Recorded data Block Start

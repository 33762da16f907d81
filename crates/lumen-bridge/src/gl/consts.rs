//! GL ES 2/3 enum values used by the shim and the headless context.

#![allow(missing_docs)]

// Errors
pub const NO_ERROR: u32 = 0;
pub const INVALID_ENUM: u32 = 0x0500;
pub const INVALID_VALUE: u32 = 0x0501;
pub const INVALID_OPERATION: u32 = 0x0502;

// Capabilities
pub const CULL_FACE: u32 = 0x0B44;
pub const DEPTH_TEST: u32 = 0x0B71;
pub const STENCIL_TEST: u32 = 0x0B90;
pub const DITHER: u32 = 0x0BD0;
pub const BLEND: u32 = 0x0BE2;
pub const SCISSOR_TEST: u32 = 0x0C11;
pub const POLYGON_OFFSET_FILL: u32 = 0x8037;
pub const SAMPLE_ALPHA_TO_COVERAGE: u32 = 0x809E;
pub const SAMPLE_COVERAGE: u32 = 0x80A0;

// State queries
pub const VIEWPORT: u32 = 0x0BA2;
pub const SCISSOR_BOX: u32 = 0x0C10;
pub const COLOR_CLEAR_VALUE: u32 = 0x0C22;
pub const MAX_TEXTURE_SIZE: u32 = 0x0D33;
pub const BLEND_EQUATION_RGB: u32 = 0x8009;
pub const TEXTURE_BINDING_2D: u32 = 0x8069;
pub const BLEND_DST_RGB: u32 = 0x80C8;
pub const BLEND_SRC_RGB: u32 = 0x80C9;
pub const BLEND_DST_ALPHA: u32 = 0x80CA;
pub const BLEND_SRC_ALPHA: u32 = 0x80CB;
pub const ACTIVE_TEXTURE: u32 = 0x84E0;
pub const BLEND_EQUATION_ALPHA: u32 = 0x883D;
pub const ARRAY_BUFFER_BINDING: u32 = 0x8894;
pub const ELEMENT_ARRAY_BUFFER_BINDING: u32 = 0x8895;
pub const CURRENT_PROGRAM: u32 = 0x8B8D;
pub const DRAW_FRAMEBUFFER_BINDING: u32 = 0x8CA6;
pub const READ_FRAMEBUFFER_BINDING: u32 = 0x8CAA;

// Texture level parameters
pub const TEXTURE_WIDTH: u32 = 0x1000;
pub const TEXTURE_HEIGHT: u32 = 0x1001;

// Targets
pub const TEXTURE_2D: u32 = 0x0DE1;
pub const TEXTURE0: u32 = 0x84C0;
pub const ARRAY_BUFFER: u32 = 0x8892;
pub const ELEMENT_ARRAY_BUFFER: u32 = 0x8893;
pub const READ_FRAMEBUFFER: u32 = 0x8CA8;
pub const DRAW_FRAMEBUFFER: u32 = 0x8CA9;
pub const FRAMEBUFFER: u32 = 0x8D40;
pub const COLOR_ATTACHMENT0: u32 = 0x8CE0;

// Pixel formats and types
pub const UNSIGNED_BYTE: u32 = 0x1401;
pub const UNSIGNED_SHORT: u32 = 0x1403;
pub const FLOAT: u32 = 0x1406;
pub const RGB: u32 = 0x1907;
pub const RGBA: u32 = 0x1908;

// Texture parameters
pub const NEAREST: u32 = 0x2600;
pub const LINEAR: u32 = 0x2601;
pub const TEXTURE_MAG_FILTER: u32 = 0x2800;
pub const TEXTURE_MIN_FILTER: u32 = 0x2801;

// Draw modes and buffer usage
pub const TRIANGLES: u32 = 0x0004;
pub const STATIC_DRAW: u32 = 0x88E4;
pub const DYNAMIC_DRAW: u32 = 0x88E8;

// Blend factors / equations
pub const ZERO: u32 = 0;
pub const ONE: u32 = 1;
pub const SRC_ALPHA: u32 = 0x0302;
pub const ONE_MINUS_SRC_ALPHA: u32 = 0x0303;
pub const FUNC_ADD: u32 = 0x8006;

// Shaders and programs
pub const FRAGMENT_SHADER: u32 = 0x8B30;
pub const VERTEX_SHADER: u32 = 0x8B31;
pub const SHADER_TYPE: u32 = 0x8B4F;
pub const DELETE_STATUS: u32 = 0x8B80;
pub const COMPILE_STATUS: u32 = 0x8B81;
pub const LINK_STATUS: u32 = 0x8B82;
pub const INFO_LOG_LENGTH: u32 = 0x8B84;
pub const ATTACHED_SHADERS: u32 = 0x8B85;
pub const ACTIVE_UNIFORMS: u32 = 0x8B86;
pub const ACTIVE_ATTRIBUTES: u32 = 0x8B89;

// Clear bits
pub const DEPTH_BUFFER_BIT: u32 = 0x0100;
pub const STENCIL_BUFFER_BIT: u32 = 0x0400;
pub const COLOR_BUFFER_BIT: u32 = 0x4000;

Recorded data Block End

Exercise description
Go to the line in the listing above that has "pub const DEPTH_BUFFER_BIT: u32 = 0x0100;" in it. Set down that line and each one after it, exactly.

Finished exercise
pub const DEPTH_BUFFER_BIT: u32 = 0x0100;
pub const STENCIL_BUFFER_BIT: u32 = 0x0400;
pub const COLOR_BUFFER_BIT: u32 = 0x4000;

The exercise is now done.